Dataset items
/---
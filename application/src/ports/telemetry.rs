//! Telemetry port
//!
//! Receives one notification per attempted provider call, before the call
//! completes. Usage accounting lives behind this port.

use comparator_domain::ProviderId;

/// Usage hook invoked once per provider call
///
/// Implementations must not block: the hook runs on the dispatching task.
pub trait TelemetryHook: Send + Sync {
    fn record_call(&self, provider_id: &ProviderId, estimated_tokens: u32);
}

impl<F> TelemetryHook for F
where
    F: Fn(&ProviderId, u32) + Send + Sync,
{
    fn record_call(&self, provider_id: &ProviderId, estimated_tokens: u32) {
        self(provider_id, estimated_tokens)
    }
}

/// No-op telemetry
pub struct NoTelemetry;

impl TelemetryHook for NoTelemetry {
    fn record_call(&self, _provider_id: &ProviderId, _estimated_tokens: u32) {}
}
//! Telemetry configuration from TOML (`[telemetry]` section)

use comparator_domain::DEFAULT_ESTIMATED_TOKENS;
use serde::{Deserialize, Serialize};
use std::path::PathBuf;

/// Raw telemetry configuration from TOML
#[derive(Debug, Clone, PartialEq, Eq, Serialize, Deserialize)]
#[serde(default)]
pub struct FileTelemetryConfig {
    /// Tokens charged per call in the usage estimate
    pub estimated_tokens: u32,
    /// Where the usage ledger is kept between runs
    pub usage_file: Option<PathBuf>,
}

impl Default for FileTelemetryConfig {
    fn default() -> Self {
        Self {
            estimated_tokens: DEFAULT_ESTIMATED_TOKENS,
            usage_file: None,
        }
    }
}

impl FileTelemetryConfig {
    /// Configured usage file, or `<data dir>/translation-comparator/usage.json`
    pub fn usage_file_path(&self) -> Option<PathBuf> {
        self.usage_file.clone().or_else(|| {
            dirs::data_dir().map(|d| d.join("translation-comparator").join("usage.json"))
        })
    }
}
\---
Work item
Identify the lines above with the word "Sync". Copy them.

Output below
pub trait TelemetryHook: Send + Sync {
    F: Fn(&ProviderId, u32) + Send + Sync,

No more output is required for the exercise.